EXTRACTED DATA Block Start

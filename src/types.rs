/// Number of joints the hand-landmark model produces for one hand.
pub const NUM_LANDMARKS: usize = 21;

#[derive(Clone, Debug)]
pub struct Frame {
    pub rgba: Vec<u8>,
    pub width: u32,
    pub height: u32,
}

impl Frame {
    pub fn new(rgba: Vec<u8>, width: u32, height: u32) -> Self {
        Self {
            rgba,
            width,
            height,
        }
    }

    /// Solid black frame, mostly useful for tests and placeholders.
    pub fn blank(width: u32, height: u32) -> Self {
        let mut rgba = vec![0u8; (width as usize) * (height as usize) * 4];
        for px in rgba.chunks_exact_mut(4) {
            px[3] = 255;
        }
        Self::new(rgba, width, height)
    }
}

/// The 21 joints of one hand in MediaPipe order, in frame pixel space.
/// `z` is relative depth in the same scale as `x`/`y`.
pub type HandLandmarks = [[f32; 3]; NUM_LANDMARKS];

#[derive(Clone, Debug, PartialEq)]
pub struct PalmRegion {
    pub bbox: [f32; 4],
    pub landmarks: Vec<(f32, f32)>,
    pub score: f32,
}

#[derive(Clone, Debug)]
pub struct Hand {
    pub landmarks: HandLandmarks,
    pub score: f32,
    pub palm: Option<PalmRegion>,
}

impl Hand {
    pub fn from_landmarks(landmarks: HandLandmarks) -> Self {
        Self {
            landmarks,
            score: 1.0,
            palm: None,
        }
    }

    pub fn points_2d(&self) -> Vec<(f32, f32)> {
        self.landmarks.iter().map(|[x, y, _z]| (*x, *y)).collect()
    }
}

#[derive(Clone, Debug, PartialEq)]
pub struct GestureMatch {
    pub name: String,
    pub confidence: f32,
}

impl GestureMatch {
    pub fn new(name: impl Into<String>, confidence: f32) -> Self {
        Self {
            name: name.into(),
            confidence,
        }
    }
}

#[derive(Clone, Copy, Debug, Default, PartialEq, Eq)]
pub enum CameraState {
    #[default]
    On,
    Off,
}

impl CameraState {
    pub fn toggled(self) -> Self {
        match self {
            CameraState::On => CameraState::Off,
            CameraState::Off => CameraState::On,
        }
    }

    pub fn is_on(self) -> bool {
        matches!(self, CameraState::On)
    }

    pub fn label(&self) -> &'static str {
        match self {
            CameraState::On => "Camera on",
            CameraState::Off => "Camera off",
        }
    }
}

EXTRACTED DATA Block End

### WHAT TO WORK ON:
Could you copy every line from the records that has "PalmRegion" in it?

### RESPONSE:
pub struct PalmRegion {
    pub palm: Option<PalmRegion>,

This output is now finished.